Extracted entries:
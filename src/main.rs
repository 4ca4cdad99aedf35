use anyhow::{Context, Result};
use clap::{Parser, Subcommand, ValueEnum};
use opswatch::{MonitorConfig, MonitorScheduler, MonitoringService};
use std::path::PathBuf;
use std::sync::Arc;
use tokio::signal;
use tracing::{error, info};
use tracing_subscriber::{layer::SubscriberExt, util::SubscriberInitExt};

#[derive(Parser)]
#[command(name = "opswatch")]
#[command(about = "In-process observability and alerting engine")]
#[command(version)]
struct Cli {
    /// TOML configuration file; environment variables override its values
    #[arg(long, global = true, env = "OPSWATCH_CONFIG")]
    config: Option<PathBuf>,

    #[command(subcommand)]
    command: Option<Commands>,
}

#[derive(Subcommand)]
enum Commands {
    /// Run the monitoring cadences until Ctrl+C or SIGTERM
    Run,
    /// Load and validate the configuration, then print it
    CheckConfig,
    /// Print one health snapshot
    Snapshot {
        #[arg(long, value_enum, default_value_t = SnapshotFormat::Json)]
        format: SnapshotFormat,
    },
}

#[derive(Clone, Copy, ValueEnum)]
enum SnapshotFormat {
    Json,
    Prometheus,
}

fn init_logging() {
    let filter = tracing_subscriber::EnvFilter::try_from_default_env()
        .unwrap_or_else(|_| "info".into());

    let json = std::env::var("LOG_FORMAT")
        .map(|v| v.eq_ignore_ascii_case("json"))
        .unwrap_or(false);

    if json {
        tracing_subscriber::registry()
            .with(filter)
            .with(tracing_subscriber::fmt::layer().json())
            .init();
    } else {
        tracing_subscriber::registry()
            .with(filter)
            .with(tracing_subscriber::fmt::layer())
            .init();
    }
}

fn load_config(path: Option<PathBuf>) -> Result<MonitorConfig> {
    let config = match path {
        Some(path) => {
            // from_env reads the base file from OPSWATCH_CONFIG.
            std::env::set_var("OPSWATCH_CONFIG", &path);
            MonitorConfig::from_env()
                .with_context(|| format!("Failed to load configuration from {}", path.display()))?
        }
        None => MonitorConfig::from_env().context("Failed to load configuration")?,
    };
    config.validate()?;
    Ok(config)
}

async fn wait_for_shutdown() {
    let ctrl_c = async {
        if let Err(e) = signal::ctrl_c().await {
            error!("Failed to install Ctrl+C handler: {}", e);
        }
    };

    #[cfg(unix)]
    let terminate = async {
        match signal::unix::signal(signal::unix::SignalKind::terminate()) {
            Ok(mut stream) => {
                stream.recv().await;
            }
            Err(e) => {
                error!("Failed to install terminate signal handler: {}", e);
            }
        }
    };

    #[cfg(not(unix))]
    let terminate = std::future::pending::<()>();

    tokio::select! {
        _ = ctrl_c => {},
        _ = terminate => {},
    }

    info!("Shutdown signal received");
}

async fn run(config: MonitorConfig) -> Result<()> {
    let service = Arc::new(
        MonitoringService::builder(config.clone())
            .build()
            .context("Failed to build monitoring service")?,
    );

    let scheduler = MonitorScheduler::start(Arc::clone(&service), &config.schedule);
    info!("opswatch running; press Ctrl+C to stop");

    wait_for_shutdown().await;
    scheduler.shutdown().await;

    let stats = service.alert_stats();
    info!(
        alerts = stats.total,
        critical = stats.critical,
        "opswatch stopped"
    );
    Ok(())
}

fn snapshot(config: MonitorConfig, format: SnapshotFormat) -> Result<()> {
    let service = MonitoringService::builder(config).build()?;
    match format {
        SnapshotFormat::Json => {
            let metrics = service.detailed_metrics()?;
            println!("{}", serde_json::to_string_pretty(&metrics)?);
        }
        SnapshotFormat::Prometheus => print!("{}", service.prometheus_text()?),
    }
    Ok(())
}

#[tokio::main]
async fn main() -> Result<()> {
    let cli = Cli::parse();
    init_logging();

    let config = load_config(cli.config)?;

    match cli.command.unwrap_or(Commands::Run) {
        Commands::Run => run(config).await,
        Commands::CheckConfig => {
            println!("{}", toml::to_string_pretty(&config)?);
            info!("Configuration is valid");
            Ok(())
        }
        Commands::Snapshot { format } => snapshot(config, format),
    }
}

Work item: What you give back should be exactly the lines of the entries above from the one containing "#[cfg(not(unix))]" to the end, and nothing more.

Your response:
    #[cfg(not(unix))]
    let terminate = std::future::pending::<()>();

    tokio::select! {
        _ = ctrl_c => {},
        _ = terminate => {},
    }

    info!("Shutdown signal received");
}

async fn run(config: MonitorConfig) -> Result<()> {
    let service = Arc::new(
        MonitoringService::builder(config.clone())
            .build()
            .context("Failed to build monitoring service")?,
    );

    let scheduler = MonitorScheduler::start(Arc::clone(&service), &config.schedule);
    info!("opswatch running; press Ctrl+C to stop");

    wait_for_shutdown().await;
    scheduler.shutdown().await;

    let stats = service.alert_stats();
    info!(
        alerts = stats.total,
        critical = stats.critical,
        "opswatch stopped"
    );
    Ok(())
}

fn snapshot(config: MonitorConfig, format: SnapshotFormat) -> Result<()> {
    let service = MonitoringService::builder(config).build()?;
    match format {
        SnapshotFormat::Json => {
            let metrics = service.detailed_metrics()?;
            println!("{}", serde_json::to_string_pretty(&metrics)?);
        }
        SnapshotFormat::Prometheus => print!("{}", service.prometheus_text()?),
    }
    Ok(())
}

#[tokio::main]
async fn main() -> Result<()> {
    let cli = Cli::parse();
    init_logging();

    let config = load_config(cli.config)?;

    match cli.command.unwrap_or(Commands::Run) {
        Commands::Run => run(config).await,
        Commands::CheckConfig => {
            println!("{}", toml::to_string_pretty(&config)?);
            info!("Configuration is valid");
            Ok(())
        }
        Commands::Snapshot { format } => snapshot(config, format),
    }
}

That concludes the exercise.